# Task to carry out
Below are the records; give the number of lines in them that include the word "helpers", and nothing more.
·····
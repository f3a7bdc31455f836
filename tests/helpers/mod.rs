pub mod builders;
pub mod fake_db;
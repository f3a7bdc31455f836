//! Diff roles: create, rename, alter flags, drop.

use crate::ddl::Role;
use crate::diff::operations::{MigrationStep, RoleOperation};
use crate::diff::{DiffContext, Phase, diff_list, rename, resolve_renames};
use crate::resolver::RenameResolver;

pub fn diff(ctx: &mut DiffContext<'_>, resolver: &dyn RenameResolver<Role>) {
    let resolution = resolve_renames(resolver, &ctx.state.roles, &ctx.to.roles, |r| {
        r.name.clone()
    });

    for (old, new) in resolution.matched {
        ctx.plan.push(
            Phase::Roles,
            MigrationStep::Role(RoleOperation::Rename {
                from: old.name.clone(),
                to: new.name.clone(),
            }),
        );
        rename::rename_role(&mut ctx.state, &old.name, &new.name);
    }

    for created in resolution.unmatched_to {
        ctx.plan.push(
            Phase::Roles,
            MigrationStep::Role(RoleOperation::Create { role: created }),
        );
    }

    for dropped in resolution.unmatched_from {
        ctx.plan.push(
            Phase::DropRoles,
            MigrationStep::Role(RoleOperation::Drop { name: dropped.name }),
        );
    }

    let altered: Vec<Role> = diff_list(&ctx.state.roles, &ctx.to.roles, |r| r.name.clone())
        .into_iter()
        .filter_map(|pair| match pair {
            (Some(old), Some(new)) if !old.same_flags(new) => Some(new.clone()),
            _ => None,
        })
        .collect();
    for role in altered {
        ctx.plan
            .push(Phase::Roles, MigrationStep::Role(RoleOperation::Alter { role }));
    }
}
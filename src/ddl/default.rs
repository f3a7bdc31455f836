//! Column defaults and their value-level comparison.

use serde::{Deserialize, Serialize};

/// A literal default value, rendered according to the column type.
#[derive(Debug, Clone, PartialEq, Serialize, Deserialize)]
#[serde(tag = "type", content = "value", rename_all = "snake_case")]
pub enum DefaultLiteral {
    Null,
    Boolean(bool),
    /// Kept as text so precision survives a round trip.
    Number(String),
    String(String),
    Json(serde_json::Value),
    Array(Vec<DefaultLiteral>),
}

#[derive(Debug, Clone, PartialEq, Serialize, Deserialize)]
#[serde(tag = "kind", content = "value", rename_all = "snake_case")]
pub enum ColumnDefault {
    /// Raw SQL, emitted verbatim (`now()`, `gen_random_uuid()`).
    Expression(String),
    Literal(DefaultLiteral),
}

impl ColumnDefault {
    pub fn expression(sql: impl Into<String>) -> Self {
        ColumnDefault::Expression(sql.into())
    }

    pub fn string(value: impl Into<String>) -> Self {
        ColumnDefault::Literal(DefaultLiteral::String(value.into()))
    }

    pub fn number(value: impl ToString) -> Self {
        ColumnDefault::Literal(DefaultLiteral::Number(value.to_string()))
    }

    pub fn boolean(value: bool) -> Self {
        ColumnDefault::Literal(DefaultLiteral::Boolean(value))
    }

    pub fn array(items: Vec<DefaultLiteral>) -> Self {
        ColumnDefault::Literal(DefaultLiteral::Array(items))
    }

    /// Compares by decoded value: `10.10` equals `10.1` and `'a'::text` equals the string `a`.
    pub fn equivalent(&self, other: &ColumnDefault) -> bool {
        self.canonical() == other.canonical()
    }

    fn canonical(&self) -> String {
        match self {
            ColumnDefault::Literal(literal) => canonical_literal(literal),
            ColumnDefault::Expression(sql) => {
                parse_expression(sql).unwrap_or_else(|| format!("e:{}", sql.trim()))
            }
        }
    }
}

pub fn equivalent_defaults(a: Option<&ColumnDefault>, b: Option<&ColumnDefault>) -> bool {
    match (a, b) {
        (None, None) => true,
        (Some(a), Some(b)) => a.equivalent(b),
        _ => false,
    }
}

fn canonical_literal(literal: &DefaultLiteral) -> String {
    match literal {
        DefaultLiteral::Null => "null".to_string(),
        DefaultLiteral::Boolean(b) => b.to_string(),
        DefaultLiteral::Number(n) => {
            normalize_number(n).map_or_else(|| format!("s:{}", n), |n| format!("n:{}", n))
        }
        DefaultLiteral::String(s) => format!("s:{}", s),
        DefaultLiteral::Json(v) => format!("j:{}", v),
        DefaultLiteral::Array(items) => format!(
            "a:[{}]",
            items
                .iter()
                .map(canonical_literal)
                .collect::<Vec<_>>()
                .join(",")
        ),
    }
}

/// Decodes the literal forms PostgreSQL reports for column defaults
/// (`10`, `true`, `'abc'::text`, `'{1,2}'::int4[]`, `'{"a":1}'::jsonb`).
fn parse_expression(sql: &str) -> Option<String> {
    let mut value = sql.trim();
    while value.starts_with('(') && value.ends_with(')') && value.len() >= 2 {
        value = value[1..value.len() - 1].trim();
    }

    let (body, cast) = split_cast(value);
    let body = body.trim();

    if body.eq_ignore_ascii_case("null") {
        return Some("null".to_string());
    }
    if body.eq_ignore_ascii_case("true") || body.eq_ignore_ascii_case("false") {
        return Some(body.to_lowercase());
    }
    if let Some(n) = normalize_number(body) {
        return Some(format!("n:{}", n));
    }

    let text = unquote(body)?;
    let cast = cast.map(|c| c.trim().to_lowercase());
    match cast.as_deref() {
        Some(c) if c.ends_with("[]") => {
            parse_array_body(&text, is_number_cast(c.trim_end_matches("[]")))
        }
        Some("json") | Some("jsonb") => serde_json::from_str::<serde_json::Value>(&text)
            .ok()
            .map(|v| format!("j:{}", v)),
        // Negative and int8 defaults come back quoted: '-1'::integer, '5000000000'::bigint
        Some(c) if is_number_cast(c) => match normalize_number(&text) {
            Some(n) => Some(format!("n:{}", n)),
            None => Some(format!("s:{}", text)),
        },
        _ => Some(format!("s:{}", text)),
    }
}

/// Whether a cast target (without array brackets) is a numeric type.
fn is_number_cast(cast: &str) -> bool {
    let base = cast.split('(').next().unwrap_or(cast).trim();
    matches!(
        base,
        "smallint"
            | "integer"
            | "bigint"
            | "int"
            | "int2"
            | "int4"
            | "int8"
            | "numeric"
            | "decimal"
            | "real"
            | "float4"
            | "float8"
            | "double precision"
    )
}

/// Splits off a trailing `::type` cast that is outside any quoted section.
fn split_cast(value: &str) -> (&str, Option<&str>) {
    let mut in_quote = false;
    let mut cast_at = None;
    let bytes = value.as_bytes();
    let mut i = 0;
    while i < bytes.len() {
        match bytes[i] {
            b'\'' => in_quote = !in_quote,
            b':' if !in_quote && bytes.get(i + 1) == Some(&b':') => {
                cast_at = Some(i);
                i += 1;
            }
            _ => {}
        }
        i += 1;
    }
    match cast_at {
        Some(pos) => (&value[..pos], Some(&value[pos + 2..])),
        None => (value, None),
    }
}

fn unquote(body: &str) -> Option<String> {
    let (escaped, inner) = if let Some(rest) = body.strip_prefix("e'").or(body.strip_prefix("E'")) {
        (true, rest.strip_suffix('\'')?)
    } else {
        (false, body.strip_prefix('\'')?.strip_suffix('\'')?)
    };
    let mut text = inner.replace("''", "'");
    if escaped {
        text = text.replace("\\\\", "\\");
    }
    Some(text)
}

fn parse_array_body(text: &str, numeric: bool) -> Option<String> {
    let inner = text.trim().strip_prefix('{')?.strip_suffix('}')?;
    if inner.trim().is_empty() {
        return Some("a:[]".to_string());
    }

    let mut elements = Vec::new();
    let mut current = String::new();
    let mut quoted = false;
    let mut was_quoted = false;
    let mut chars = inner.chars().peekable();
    while let Some(c) = chars.next() {
        match c {
            '"' => {
                quoted = !quoted;
                was_quoted = true;
            }
            '\\' if quoted => {
                if let Some(next) = chars.next() {
                    current.push(next);
                }
            }
            ',' if !quoted => {
                elements.push(canonical_element(&current, was_quoted && !numeric));
                current.clear();
                was_quoted = false;
            }
            _ => current.push(c),
        }
    }
    elements.push(canonical_element(&current, was_quoted && !numeric));

    Some(format!("a:[{}]", elements.join(",")))
}

fn canonical_element(token: &str, quoted: bool) -> String {
    if quoted {
        return format!("s:{}", token);
    }
    let token = token.trim();
    if token.eq_ignore_ascii_case("null") {
        return "null".to_string();
    }
    match token {
        "t" | "true" => return "true".to_string(),
        "f" | "false" => return "false".to_string(),
        _ => {}
    }
    match normalize_number(token) {
        Some(n) => format!("n:{}", n),
        None => format!("s:{}", token),
    }
}

/// Canonical decimal text: `010.100` -> `10.1`, `-0.0` -> `0`.
pub fn normalize_number(raw: &str) -> Option<String> {
    let s = raw.trim();
    let (sign, digits) = match s.strip_prefix('-') {
        Some(rest) => ("-", rest),
        None => ("", s.strip_prefix('+').unwrap_or(s)),
    };
    if digits.is_empty() {
        return None;
    }
    if digits.contains(['e', 'E']) {
        return digits
            .parse::<f64>()
            .ok()
            .filter(|v| v.is_finite())
            .map(|v| format!("{}{}", sign, v));
    }

    let (int_part, frac_part) = digits.split_once('.').unwrap_or((digits, ""));
    let all_digits = |p: &str| p.chars().all(|c| c.is_ascii_digit());
    if !all_digits(int_part) || !all_digits(frac_part) || (int_part.is_empty() && frac_part.is_empty())
    {
        return None;
    }

    let int_part = match int_part.trim_start_matches('0') {
        "" => "0",
        trimmed => trimmed,
    };
    let frac = frac_part.trim_end_matches('0');
    let body = if frac.is_empty() {
        int_part.to_string()
    } else {
        format!("{}.{}", int_part, frac)
    };

    if body == "0" {
        Some(body)
    } else {
        Some(format!("{}{}", sign, body))
    }
}
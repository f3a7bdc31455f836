use crate::helpers::builders::{SnapshotBuilder, col, diff_with, sql};
use pgdelta::ddl::{ColumnDefault, ColumnType, Ddl};
use pgdelta::diff::{self, Mode};
use pgdelta::resolver::Resolvers;
use rstest::rstest;

fn mood(values: &[&str]) -> Ddl {
    SnapshotBuilder::new().enum_type("mood", values).build()
}

#[test]
fn test_create_enum() {
    assert_eq!(
        sql(&Ddl::new(), &mood(&["a", "b"]), &[]),
        vec!["CREATE TYPE \"mood\" AS ENUM('a', 'b');"]
    );
}

#[rstest]
#[case::append(&["a", "b"], &["a", "b", "c"], &["ALTER TYPE \"mood\" ADD VALUE 'c';"])]
#[case::insert_before(&["a", "c"], &["a", "b", "c"], &["ALTER TYPE \"mood\" ADD VALUE 'b' BEFORE 'c';"])]
#[case::prepend_and_append(
    &["b"],
    &["a", "b", "c"],
    &["ALTER TYPE \"mood\" ADD VALUE 'a' BEFORE 'b';", "ALTER TYPE \"mood\" ADD VALUE 'c';"]
)]
fn test_added_values(#[case] before: &[&str], #[case] after: &[&str], #[case] expected: &[&str]) {
    assert_eq!(sql(&mood(before), &mood(after), &[]), expected);
}

fn users_with_mood(values: &[&str], default: &str) -> Ddl {
    let mut column = col("mood", "mood").with_default(ColumnDefault::string(default));
    column.column_type = ColumnType::user_defined("public", "mood");
    SnapshotBuilder::new()
        .enum_type("mood", values)
        .table("users", vec![col("id", "integer"), column])
        .build()
}

#[test]
fn test_reorder_recreates_type_around_dependent_columns() {
    let from = users_with_mood(&["sad", "happy"], "sad");
    let to = users_with_mood(&["happy", "sad"], "happy");

    let result = diff_with(&from, &to, &[], Mode::Default).unwrap();
    assert_eq!(
        result.sql_statements,
        vec![
            "ALTER TABLE \"users\" ALTER COLUMN \"mood\" DROP DEFAULT;",
            "ALTER TABLE \"users\" ALTER COLUMN \"mood\" SET DATA TYPE text;",
            "DROP TYPE \"mood\";",
            "CREATE TYPE \"mood\" AS ENUM('happy', 'sad');",
            "ALTER TABLE \"users\" ALTER COLUMN \"mood\" SET DATA TYPE \"mood\" USING \"mood\"::\"mood\";",
            "ALTER TABLE \"users\" ALTER COLUMN \"mood\" SET DEFAULT 'happy'::\"mood\";",
        ]
    );

    let again = diff::diff(&result.next, &to, &Resolvers::none(), Mode::Push).unwrap();
    assert!(again.is_empty());
}

#[test]
fn test_removed_value_recreates_type() {
    let result = diff_with(&mood(&["a", "b", "c"]), &mood(&["a", "c"]), &[], Mode::Default).unwrap();
    assert_eq!(
        result.sql_statements,
        vec!["DROP TYPE \"mood\";", "CREATE TYPE \"mood\" AS ENUM('a', 'c');"]
    );
}

#[test]
fn test_declared_enum_rename() {
    let from = mood(&["a"]);
    let to = SnapshotBuilder::new().enum_type("feeling", &["a"]).build();

    assert_eq!(
        sql(&from, &to, &["public.mood->public.feeling"]),
        vec!["ALTER TYPE \"mood\" RENAME TO \"feeling\";"]
    );
}
//! Diff enum types.
//!
//! Appending labels, or inserting them without disturbing the relative order
//! of existing ones, is done with `ADD VALUE`. Any removal or reordering
//! recreates the type and round-trips dependent columns through `text`.

use crate::ddl::EnumType;
use crate::diff::operations::{EnumColumnUse, EnumOperation, MigrationStep};
use crate::diff::{DiffContext, Phase, diff_list, rename, resolve_renames};
use crate::resolver::RenameResolver;
use tracing::debug;

fn key(e: &EnumType) -> (String, String) {
    (e.schema.clone(), e.name.clone())
}

pub fn resolve(ctx: &mut DiffContext<'_>, resolver: &dyn RenameResolver<EnumType>) {
    let resolution = resolve_renames(resolver, &ctx.state.enums, &ctx.to.enums, key);

    for (old, new) in resolution.matched {
        if old.schema != new.schema {
            ctx.plan.push(
                Phase::EnumsMove,
                MigrationStep::Enum(EnumOperation::Move {
                    name: old.name.clone(),
                    from_schema: old.schema.clone(),
                    to_schema: new.schema.clone(),
                }),
            );
            rename::rename_enum(
                &mut ctx.state,
                (&old.schema, &old.name),
                (&new.schema, &old.name),
            );
        }
        if old.name != new.name {
            ctx.plan.push(
                Phase::EnumsRename,
                MigrationStep::Enum(EnumOperation::Rename {
                    schema: new.schema.clone(),
                    from: old.name.clone(),
                    to: new.name.clone(),
                }),
            );
            rename::rename_enum(
                &mut ctx.state,
                (&new.schema, &old.name),
                (&new.schema, &new.name),
            );
        }
    }

    for created in resolution.unmatched_to {
        ctx.plan.push(
            Phase::EnumsCreate,
            MigrationStep::Enum(EnumOperation::Create { enum_type: created }),
        );
    }

    for dropped in resolution.unmatched_from {
        ctx.plan.push(
            Phase::DropEnums,
            MigrationStep::Enum(EnumOperation::Drop {
                schema: dropped.schema,
                name: dropped.name,
            }),
        );
    }
}

/// Compares the labels of enums present on both sides. Runs after column
/// resolution so that recreation sees columns under their new names.
pub fn compare(ctx: &mut DiffContext<'_>) {
    let changed: Vec<(EnumType, EnumType)> = diff_list(&ctx.state.enums, &ctx.to.enums, key)
        .into_iter()
        .filter_map(|pair| match pair {
            (Some(old), Some(new)) if old.values != new.values => Some((old.clone(), new.clone())),
            _ => None,
        })
        .collect();

    for (old, new) in changed {
        match added_values(&old.values, &new.values) {
            Some(additions) => {
                for (value, before) in additions {
                    ctx.plan.push(
                        Phase::EnumValues,
                        MigrationStep::Enum(EnumOperation::AddValue {
                            schema: new.schema.clone(),
                            name: new.name.clone(),
                            value,
                            before,
                        }),
                    );
                }
            }
            None => {
                debug!("Enum {}.{} lost or reordered labels, recreating", new.schema, new.name);
                let columns = dependent_columns(ctx, &new);
                for usage in &columns {
                    ctx.juggled_columns.insert((
                        usage.schema.clone(),
                        usage.table.clone(),
                        usage.column.clone(),
                    ));
                }
                ctx.plan.push(
                    Phase::RecreateEnums,
                    MigrationStep::Enum(EnumOperation::Recreate {
                        enum_type: new,
                        columns,
                    }),
                );
            }
        }
    }
}

/// Columns that use the enum on both sides.
fn dependent_columns(ctx: &DiffContext<'_>, enum_type: &EnumType) -> Vec<EnumColumnUse> {
    ctx.to
        .columns
        .iter()
        .filter(|c| c.column_type.refers_to(&enum_type.schema, &enum_type.name))
        .filter_map(|new| {
            let old = ctx.state.column(&new.schema, &new.table, &new.name)?;
            old.column_type
                .refers_to(&enum_type.schema, &enum_type.name)
                .then(|| EnumColumnUse {
                    schema: new.schema.clone(),
                    table: new.table.clone(),
                    column: new.name.clone(),
                    dimensions: new.column_type.dimensions,
                    old_default: old.default.clone(),
                    new_default: new.default.clone(),
                })
        })
        .collect()
}

/// When `new` keeps every label of `old` in the same relative order, returns
/// the labels to add, each with the existing label it must precede (`None`
/// appends).
pub fn added_values(old: &[String], new: &[String]) -> Option<Vec<(String, Option<String>)>> {
    let kept: Vec<&String> = new.iter().filter(|v| old.contains(*v)).collect();
    if kept.len() != old.len() || kept.iter().zip(old).any(|(a, b)| *a != b) {
        return None;
    }

    let additions = new
        .iter()
        .enumerate()
        .filter(|(_, v)| !old.contains(*v))
        .map(|(i, v)| {
            let before = new[i + 1..].iter().find(|next| old.contains(*next)).cloned();
            (v.clone(), before)
        })
        .collect();
    Some(additions)
}
//! Sequence operations

use crate::ddl::{EntityId, Sequence};
use serde::Serialize;

#[derive(Debug, Clone, PartialEq, Serialize)]
#[serde(rename_all = "snake_case")]
pub enum SequenceOperation {
    Create {
        sequence: Sequence,
    },
    Drop {
        schema: String,
        name: String,
    },
    Rename {
        schema: String,
        from: String,
        to: String,
    },
    Move {
        name: String,
        from_schema: String,
        to_schema: String,
    },
    /// Every parameter can be altered in place.
    Alter {
        sequence: Sequence,
    },
}

impl SequenceOperation {
    pub fn verb(&self) -> &'static str {
        match self {
            SequenceOperation::Create { .. } => "create",
            SequenceOperation::Drop { .. } => "drop",
            SequenceOperation::Rename { .. } => "rename",
            SequenceOperation::Move { .. } => "move",
            SequenceOperation::Alter { .. } => "alter",
        }
    }

    pub fn id(&self) -> EntityId {
        let (schema, name) = match self {
            SequenceOperation::Create { sequence } | SequenceOperation::Alter { sequence } => {
                (&sequence.schema, &sequence.name)
            }
            SequenceOperation::Drop { schema, name } => (schema, name),
            SequenceOperation::Rename { schema, to, .. } => (schema, to),
            SequenceOperation::Move {
                name, to_schema, ..
            } => (to_schema, name),
        };
        EntityId::Sequence {
            schema: schema.clone(),
            name: name.clone(),
        }
    }
}
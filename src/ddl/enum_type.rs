use crate::ddl::id::EntityId;
use serde::{Deserialize, Serialize};

/// An enum type. Label order is significant.
#[derive(Debug, Clone, PartialEq, Eq, Serialize, Deserialize)]
pub struct EnumType {
    pub schema: String,
    pub name: String,
    pub values: Vec<String>,
}

impl EnumType {
    pub fn new(schema: impl Into<String>, name: impl Into<String>, values: &[&str]) -> Self {
        Self {
            schema: schema.into(),
            name: name.into(),
            values: values.iter().map(|v| v.to_string()).collect(),
        }
    }

    pub fn id(&self) -> EntityId {
        EntityId::Enum {
            schema: self.schema.clone(),
            name: self.name.clone(),
        }
    }
}
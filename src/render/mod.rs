//! SQL synthesis for diff operations.

pub mod constraint;
pub mod enum_type;
pub mod index;
pub mod literal;
pub mod policy;
pub mod role;
pub mod schema;
pub mod sequence;
pub mod table;
pub mod view;

pub use crate::diff::operations::SqlRenderer;

use crate::constants::DEFAULT_SCHEMA;
use crate::ddl::ColumnType;
use itertools::Itertools;
use serde::Serialize;

#[derive(Debug, Clone, Copy, PartialEq, Eq, Serialize)]
#[serde(rename_all = "snake_case")]
pub enum Safety {
    Safe,
    Destructive,
}

#[derive(Debug, Clone, PartialEq, Eq, Serialize)]
pub struct RenderedSql {
    pub safety: Safety,
    pub sql: String,
}

impl RenderedSql {
    pub fn new(sql: String) -> Self {
        Self {
            sql,
            safety: Safety::Safe,
        }
    }

    pub fn destructive(sql: String) -> Self {
        Self {
            sql,
            safety: Safety::Destructive,
        }
    }
}

pub fn quote_ident(ident: &str) -> String {
    format!("\"{}\"", ident.replace('"', "\"\""))
}

pub fn escape_string(s: &str) -> String {
    format!("'{}'", s.replace('\'', "''"))
}

/// `"name"` for objects in `public`, `"schema"."name"` elsewhere.
pub fn qualified_name(schema: &str, name: &str) -> String {
    if schema == DEFAULT_SCHEMA {
        quote_ident(name)
    } else {
        format!("{}.{}", quote_ident(schema), quote_ident(name))
    }
}

pub fn quote_columns(columns: &[String]) -> String {
    columns.iter().map(|c| quote_ident(c)).join(",")
}

/// Element type without array suffix: built-ins verbatim, user types quoted.
pub fn render_element_type(column_type: &ColumnType) -> String {
    match &column_type.type_schema {
        Some(schema) => qualified_name(schema, &column_type.name),
        None => column_type.name.clone(),
    }
}

/// Full column type, e.g. `int4[]`, `varchar(256)`, `"mood"`, `"app"."mood"[][]`.
pub fn render_column_type(column_type: &ColumnType) -> String {
    let dimension = match column_type.array_size {
        Some(size) => format!("[{}]", size),
        None => "[]".to_string(),
    };
    format!(
        "{}{}",
        render_element_type(column_type),
        dimension.repeat(column_type.dimensions as usize)
    )
}
//! Reads a live database into a [`Ddl`] snapshot through `pg_catalog`.
//!
//! Every selected value is cast to text so that rows decode uniformly; lists
//! are aggregated with the unit separator (`chr(31)`) to survive identifiers
//! that contain commas.

use crate::config::EntityFilter;
use crate::db::{Database, Row};
use crate::ddl::{
    CheckConstraint, Column, ColumnDefault, ColumnType, Ddl, EnumType, FkAction, ForeignKey, Index,
    IndexColumn, Policy, PolicyAs, PolicyFor, PrimaryKey, Role, Schema, Sequence, Table,
    UniqueConstraint, View,
};
use crate::progress::ProgressReporter;
use anyhow::{Context, Result};
use std::time::Instant;
use tracing::{debug, info};

const LIST_SEPARATOR: char = '\u{1f}';

const USER_SCHEMAS: &str = "n.nspname NOT IN ('pg_catalog', 'information_schema', 'pg_toast') \
     AND n.nspname NOT LIKE 'pg_temp_%' AND n.nspname NOT LIKE 'pg_toast_temp_%'";

/// Objects created by `CREATE EXTENSION` are never part of the managed schema.
const NOT_EXTENSION_MEMBER: &str = "NOT EXISTS (SELECT 1 FROM pg_depend ext \
     WHERE ext.objid = c.oid AND ext.deptype = 'e')";

fn split_list(value: Option<&str>) -> Vec<String> {
    match value {
        Some(v) if !v.is_empty() => v.split(LIST_SEPARATOR).map(str::to_string).collect(),
        _ => Vec::new(),
    }
}

fn unquote_identifier(value: &str) -> String {
    match value.strip_prefix('"').and_then(|v| v.strip_suffix('"')) {
        Some(inner) => inner.replace("\"\"", "\""),
        None => value.to_string(),
    }
}

/// `CHECK ((price > 0)) NOT VALID` -> `(price > 0)`.
fn check_expression(definition: &str) -> String {
    let body = definition.trim();
    let body = body.strip_suffix("NOT VALID").unwrap_or(body).trim_end();
    let body = body.strip_prefix("CHECK").unwrap_or(body).trim();
    match body.strip_prefix('(').and_then(|b| b.strip_suffix(')')) {
        Some(inner) => inner.trim().to_string(),
        None => body.to_string(),
    }
}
·····
# Solved problem
2